Tuesday, April 27, 2010

Whew! My password

"I think i have forgotten my password!" I thought despairingly to myself as i typed into my blogs' password box for five times straight and the screen returned the same dull message "Wrong password or email combination"
I looked unbelievingly at the screen, and my thoughts flew straight to the night before, steak-out where i had, out of pure merriment and happiness, imbibed two quarters of Uganda Waragi, a gin famous for causing memory loss, where your brain, out of defiance, decides to wipe itself out, getting an eraser and with a deliberate rejoinder to the alcohol contents making it uneasy, wipes, slowly by slowly, everything, there goes your mother's name. There goes the coordinates to your house. And with it all, goes the password to your blog.
Keeling from the night before, it's decadence and alcoholic marathon, i banged my head against the screen as if to jump-start my brains memory. Brain jams. I bang, brain instead fires back synapses causing a blinding headache.

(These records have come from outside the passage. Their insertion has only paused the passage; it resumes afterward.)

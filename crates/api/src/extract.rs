//! Request extractors whose rejections render as [`AppError`].
//!
//! axum's stock `Json` and `Query` reject with plain-text bodies; these
//! wrappers route the same failures through the `{ error, code }` shape.

use axum::extract::rejection::{JsonRejection, QueryRejection};
use axum::extract::{FromRequest, FromRequestParts};

use crate::error::AppError;

/// JSON request body. A missing field, wrong type, or unparsable body
/// becomes a 400 `BAD_REQUEST`.
#[derive(Debug, FromRequest)]
#[from_request(via(axum::Json), rejection(AppError))]
pub struct AppJson<T>(pub T);

/// Query string parameters, rejected the same way as [`AppJson`].
#[derive(Debug, FromRequestParts)]
#[from_request(via(axum::extract::Query), rejection(AppError))]
pub struct AppQuery<T>(pub T);

impl From<JsonRejection> for AppError {
    fn from(rejection: JsonRejection) -> Self {
        AppError::BadRequest(rejection.body_text())
    }
}

impl From<QueryRejection> for AppError {
    fn from(rejection: QueryRejection) -> Self {
        AppError::BadRequest(rejection.body_text())
    }
}
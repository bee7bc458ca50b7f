//! Handler for the public leaderboard.

use axum::extract::State;
use axum::Json;
use questlog_db::models::user::LeaderboardEntry;
use questlog_db::repositories::UserRepo;

use crate::error::AppResult;
use crate::state::AppState;

/// Number of users shown on the leaderboard.
pub const LEADERBOARD_SIZE: i64 = 50;

/// GET /api/leaderboard
///
/// Top users by total xp. No authentication required.
pub async fn get_leaderboard(
    State(state): State<AppState>,
) -> AppResult<Json<Vec<LeaderboardEntry>>> {
    let entries = UserRepo::leaderboard(&state.pool, LEADERBOARD_SIZE).await?;
    Ok(Json(entries))
}
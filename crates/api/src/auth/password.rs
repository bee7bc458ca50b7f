//! Argon2id password hashing, verification, and strength validation.
//!
//! Hashes are stored in PHC string format, so algorithm parameters and salt
//! travel with the hash itself.

use argon2::password_hash::rand_core::OsRng;
use argon2::password_hash::{PasswordHash, PasswordHasher, PasswordVerifier, SaltString};
use argon2::Argon2;

/// Hash a plaintext password using Argon2id with a random salt.
pub fn hash_password(password: &str) -> Result<String, argon2::password_hash::Error> {
    let salt = SaltString::generate(&mut OsRng);
    let hash = Argon2::default().hash_password(password.as_bytes(), &salt)?;
    Ok(hash.to_string())
}

/// Verify a plaintext password against a stored PHC-formatted hash.
///
/// Returns `Ok(false)` on mismatch; `Err` only for malformed hashes.
pub fn verify_password(password: &str, hash: &str) -> Result<bool, argon2::password_hash::Error> {
    let parsed_hash = PasswordHash::new(hash)?;
    match Argon2::default().verify_password(password.as_bytes(), &parsed_hash) {
        Ok(()) => Ok(true),
        Err(argon2::password_hash::Error::Password) => Ok(false),
        Err(e) => Err(e),
    }
}

/// Reject passwords shorter than `min_length` characters.
pub fn validate_password_strength(password: &str, min_length: usize) -> Result<(), String> {
    if password.chars().count() < min_length {
        return Err(format!(
            "Password must be at least {min_length} characters long"
        ));
    }
    Ok(())
}
use std::net::SocketAddr;
use std::sync::Arc;
use std::time::Duration;

use tracing_subscriber::{layer::SubscriberExt, util::SubscriberInitExt};

use questlog_api::config::ServerConfig;
use questlog_api::router::build_app_router;
use questlog_api::state::AppState;

#[tokio::main]
async fn main() {
    dotenvy::dotenv().ok();

    // --- Tracing ---
    tracing_subscriber::registry()
        .with(
            tracing_subscriber::EnvFilter::try_from_default_env()
                .unwrap_or_else(|_| "questlog_api=debug,tower_http=debug".into()),
        )
        .with(tracing_subscriber::fmt::layer())
        .init();

    // --- Configuration ---
    let config = ServerConfig::from_env();
    tracing::info!(
        host = %config.host,
        port = %config.port,
        max_photo_bytes = config.max_photo_bytes,
        "Loaded server configuration",
    );

    // --- Database ---
    let database_url = std::env::var("DATABASE_URL").expect("DATABASE_URL must be set");

    let pool = questlog_db::create_pool(&database_url)
        .await
        .expect("Failed to connect to database");
    tracing::info!("Database connection pool created");

    questlog_db::health_check(&pool)
        .await
        .expect("Database health check failed");
    tracing::info!("Database health check passed");

    questlog_db::run_migrations(&pool)
        .await
        .expect("Failed to run database migrations");
    tracing::info!("Database migrations applied");

    // --- App state & router ---
    let state = AppState {
        pool: pool.clone(),
        config: Arc::new(config.clone()),
    };
    let app = build_app_router(state, &config);

    // --- Start server ---
    let addr = SocketAddr::new(
        config.host.parse().expect("Invalid HOST address"),
        config.port,
    );
    tracing::info!(%addr, "Starting server");

    let listener = tokio::net::TcpListener::bind(addr)
        .await
        .expect("Failed to bind to address");

    let server = async move {
        axum::serve(listener, app)
            .with_graceful_shutdown(shutdown_signal())
            .await
    };
    let drain_limit = Duration::from_secs(config.shutdown_timeout_secs);

    // The drain window only starts once a signal arrives; `with_graceful_shutdown`
    // already stops accepting, so the timeout bounds in-flight requests.
    tokio::select! {
        result = server => result.expect("Server error"),
        () = async {
            shutdown_signal().await;
            tokio::time::sleep(drain_limit).await;
        } => {
            tracing::warn!(
                timeout_secs = config.shutdown_timeout_secs,
                "In-flight requests did not drain in time, forcing shutdown",
            );
        }
    }

    // --- Post-shutdown cleanup ---
    tracing::info!("Server stopped accepting connections, closing database pool");
    pool.close().await;

    tracing::info!("Graceful shutdown complete");
}

/// Wait for a termination signal to initiate graceful shutdown.
///
/// Handles both SIGINT (Ctrl-C) and SIGTERM (on Unix).
async fn shutdown_signal() {
    let ctrl_c = async {
        tokio::signal::ctrl_c()
            .await
            .expect("Failed to install Ctrl-C handler");
    };

    #[cfg(unix)]
    let terminate = async {
        tokio::signal::unix::signal(tokio::signal::unix::SignalKind::terminate())
            .expect("Failed to install SIGTERM handler")
            .recv()
            .await;
    };

    #[cfg(not(unix))]
    let terminate = std::future::pending::<()>();

    tokio::select! {
        () = ctrl_c => {
            tracing::info!("Received SIGINT (Ctrl-C), starting graceful shutdown");
        }
        () = terminate => {
            tracing::info!("Received SIGTERM, starting graceful shutdown");
        }
    }
}
//! User entity model and DTOs.

use serde::{Deserialize, Serialize};
use sqlx::FromRow;
use questlog_core::types::{CalendarDate, DbId, Timestamp};

/// Full user row from the `users` table.
///
/// Contains the password hash -- NEVER serialize this to API responses directly.
/// Use [`UserResponse`] for external-facing output.
#[derive(Debug, Clone, FromRow)]
pub struct User {
    pub id: DbId,
    pub username: String,
    pub email: String,
    pub password_hash: String,
    pub level: i32,
    pub xp: i64,
    pub gold: i64,
    pub hp: i32,
    pub max_hp: i32,
    pub streak: i32,
    pub last_quest_date: Option<CalendarDate>,
    pub badges: Vec<String>,
    pub avatar_class: Option<String>,
    pub avatar_image: Option<String>,
    pub avatar_name: Option<String>,
    pub created_at: Timestamp,
    pub updated_at: Timestamp,
}

impl User {
    /// The avatar, if all of its parts have been chosen.
    pub fn avatar(&self) -> Option<Avatar> {
        match (&self.avatar_class, &self.avatar_image, &self.avatar_name) {
            (Some(class), Some(image), Some(name)) => Some(Avatar {
                avatar_class: class.clone(),
                avatar_image: image.clone(),
                name: name.clone(),
            }),
            _ => None,
        }
    }
}

/// Cosmetic avatar chosen by the user.
#[derive(Debug, Clone, PartialEq, Eq, Serialize, Deserialize)]
pub struct Avatar {
    pub avatar_class: String,
    pub avatar_image: String,
    pub name: String,
}

/// Safe user representation for API responses (no password hash).
#[derive(Debug, Clone, Serialize)]
pub struct UserResponse {
    pub id: DbId,
    pub username: String,
    pub email: String,
    pub avatar: Option<Avatar>,
    pub level: i32,
    pub xp: i64,
    pub gold: i64,
    pub hp: i32,
    pub max_hp: i32,
    pub streak: i32,
    pub last_quest_date: Option<CalendarDate>,
    pub badges: Vec<String>,
    pub created_at: Timestamp,
}

impl From<User> for UserResponse {
    fn from(user: User) -> Self {
        let avatar = user.avatar();
        Self {
            id: user.id,
            username: user.username,
            email: user.email,
            avatar,
            level: user.level,
            xp: user.xp,
            gold: user.gold,
            hp: user.hp,
            max_hp: user.max_hp,
            streak: user.streak,
            last_quest_date: user.last_quest_date,
            badges: user.badges,
            created_at: user.created_at,
        }
    }
}

/// DTO for creating a new user.
#[derive(Debug, Deserialize)]
pub struct CreateUser {
    pub username: String,
    pub email: String,
    pub password_hash: String,
}

/// New progression values written when a quest is completed.
#[derive(Debug, Clone, PartialEq, Eq)]
pub struct ProgressionUpdate {
    pub xp: i64,
    pub gold: i64,
    pub level: i32,
    pub streak: i32,
    pub last_quest_date: CalendarDate,
}

/// One row of the public leaderboard.
#[derive(Debug, Clone, FromRow, Serialize)]
pub struct LeaderboardEntry {
    pub username: String,
    pub level: i32,
    pub xp: i64,
    pub avatar_image: Option<String>,
}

I thought of the google account i opened when i started the blog, and the same email/password combination to said account matches with blog email/password entry combo, this meant that i could'nt use the helpful line below on the blogger screen that says, with a tinge of amusement "Forgotten your password? click here!"

I decide to wait it out (only option left).

I called a friend who regaled stories of bloggers who frequently complain about their pages getting burgled by hackers, forgodknowswhatreason! Blogger.com does the obvious, locks the account. When the hapless blog owner types in the password the next day, (fresh with ideas and stories to share with the world) blogger.com displays dull page, like a heavy tongue hanging out of a cows mouth, immobile, greyed, useless.
Horrific images flashed through my mind (thats the bargain my brain could give me, horrific images! bad brain!!) upward journey, trudging through blogger with a new account, carefully, painstakingly reconstructing my followers lists, and the fan-base i have been growing steadily (yes! i have a fan-base) and all other things that made my pace quicken out of anticipation of the worst!!
...

After two hours of bated trepidation, i typed the password into the beckoning box again, and same blank screen countered, winking at me, as if mocking me. I decided to give up and resignedly went away for the weekend.
This morning, HALLELUJAH!!! (Jumping, banshee-screaming, mixture of belief and disbelief in equal prop) typed in the same password and there! I GOT IN!
I wondered to myself, why was blogger.com acting up the other time? Have the website administrators lost their edge? Why did they lock me out of my own bloody account!!! However, the furor in itself was dulled by the sheer happiness that i could, once agin, post normally into my OWN blog!

YES!!

Thursday, April 1, 2010

Kamunye's deplorable picture.

Before i go there, let me indulge you a little in todays new vision hint:

Olara Otunnu (UPC Flag-bearer) is set to walk down the aisle with a one 'Jocelyn Bafokugamba'
New vision says Joyce and Olara met about three years ago in France... 'but their romance has only assumed a new sense of urgency in recent weeks.' Hmmmm...
'His impending marriage should improve his political fortunes in a country which puts a high premium on the family man.' They add.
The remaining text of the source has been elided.